→ Task details: Sift through the material below and return the lines with "async".

→ Data for analysis:
┌──
//! Xsolla Store API client
//!
//! # Examples
//!
//! ```no_run
//! use xsolla_sdk::{Config, StoreClient};
//!
//! # #[tokio::main]
//! # async fn main() -> Result<(), Box<dyn std::error::Error>> {
//! let config = Config::load()?;
//! let store = StoreClient::from_config(&config)?;
//!
//! let catalog = store.fetch_virtual_items().await?;
//! for item in &catalog.items {
//!     println!("{} - {}", item.sku, item.name);
//! }
//!
//! let token = store.fetch_payment_token("<user jwt>", "big_rocket").await?;
//! println!("Payment token: {}", token.token);
//! # Ok(())
//! # }
//! ```

use crate::api_error::{decode_error, ApiError, ApiResult};
use crate::catalog::{PaymentToken, VirtualItems};
use crate::config::Config;
use crate::metadata::RequestMetadata;
use crate::settings::StoreSettings;
use crate::Result;
use reqwest::RequestBuilder;
use serde::de::DeserializeOwned;
use serde::Serialize;
use std::time::Duration;
use tracing::{debug, trace, warn};

#[derive(Debug, Serialize)]
struct PaymentRequest {
    sandbox: bool,
}

/// Issues Store API requests for one project
///
/// Holds no mutable state; clone it or share it between tasks freely.
#[derive(Debug, Clone)]
pub struct StoreClient {
    base_url: String,
    client: reqwest::Client,
    settings: StoreSettings,
    metadata: RequestMetadata,
    shipping: bool,
}

impl StoreClient {
    pub fn new(
        base_url: impl Into<String>,
        settings: StoreSettings,
        metadata: RequestMetadata,
    ) -> Self {
        Self {
            base_url: base_url.into().trim_end_matches('/').to_string(),
            client: reqwest::Client::new(),
            settings,
            metadata,
            shipping: false,
        }
    }

    /// Create a client from the loaded configuration
    pub fn from_config(config: &Config) -> Result<Self> {
        let mut builder = reqwest::Client::builder();
        if config.api.timeout_seconds > 0 {
            builder = builder.timeout(Duration::from_secs(config.api.timeout_seconds));
        }

        let mut store = Self::new(
            config.api.store_url.clone(),
            config.store.clone(),
            config.engine.metadata(),
        )
        .with_shipping(config.engine.shipping);
        store.client = builder.build()?;

        Ok(store)
    }

    /// Mark the host build as shipping, which affects sandbox selection
    pub fn with_shipping(mut self, shipping: bool) -> Self {
        self.shipping = shipping;
        self
    }

    pub fn settings(&self) -> &StoreSettings {
        &self.settings
    }

    pub fn metadata(&self) -> &RequestMetadata {
        &self.metadata
    }

    /// Whether payment tokens are requested for the sandbox
    pub fn is_sandbox(&self) -> bool {
        self.settings.is_sandbox(self.shipping)
    }

    pub fn virtual_items_url(&self) -> String {
        format!(
            "{}/v1/project/{}/items/virtual_items",
            self.base_url,
            urlencoding::encode(self.settings.effective_project_id())
        )
    }

    pub fn payment_url(&self, item_sku: &str) -> String {
        format!(
            "{}/v1/payment/item/{}",
            self.base_url,
            urlencoding::encode(item_sku)
        )
    }

    /// Fetch the virtual item catalog of the configured project
    pub async fn fetch_virtual_items(&self) -> ApiResult<VirtualItems> {
        let request = self.client.get(self.virtual_items_url());
        self.execute(request, "fetch_virtual_items").await
    }

    /// Fetch a payment token for buying `item_sku` as the user behind `auth_token`
    pub async fn fetch_payment_token(
        &self,
        auth_token: &str,
        item_sku: &str,
    ) -> ApiResult<PaymentToken> {
        let request = self
            .client
            .post(self.payment_url(item_sku))
            .bearer_auth(auth_token)
            .json(&PaymentRequest {
                sandbox: self.is_sandbox(),
            });
        self.execute(request, "fetch_payment_token").await
    }

    /// Stamp metadata, send, and decode either the payload or the error envelope
    async fn execute<T: DeserializeOwned>(
        &self,
        request: RequestBuilder,
        operation: &str,
    ) -> ApiResult<T> {
        let request = self.metadata.apply(request);

        let response = match request.send().await {
            Ok(response) => response,
            Err(e) => {
                debug!(error = %e, "{}: transport failure", operation);
                return Err(report(operation, ApiError::no_response(), "invalid"));
            }
        };

        trace!(url = %response.url(), "{}: completed", operation);

        let status = response.status().as_u16();
        let body = match response.text().await {
            Ok(body) => body,
            Err(e) => {
                debug!(error = %e, "{}: failed to read body", operation);
                return Err(report(operation, ApiError::no_response(), "invalid"));
            }
        };

        if let Some(error) = decode_error(status, &body) {
            return Err(report(operation, error, &body));
        }

        debug!(status, "{}: response: {}", operation, body);

        serde_json::from_str(&body).map_err(|e| {
            report(
                operation,
                ApiError::new(
                    status.to_string(),
                    format!("Can't deserialize response json: {}", e),
                ),
                &body,
            )
        })
    }
}

fn report(operation: &str, error: ApiError, body: &str) -> ApiError {
    warn!(
        code = %error.code,
        "{}: request failed ({}): {}",
        operation,
        error.message,
        body
    );
    error
}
└──
→ Expected answer:
//! # async fn main() -> Result<(), Box<dyn std::error::Error>> {
    pub async fn fetch_virtual_items(&self) -> ApiResult<VirtualItems> {
    pub async fn fetch_payment_token(
    async fn execute<T: DeserializeOwned>(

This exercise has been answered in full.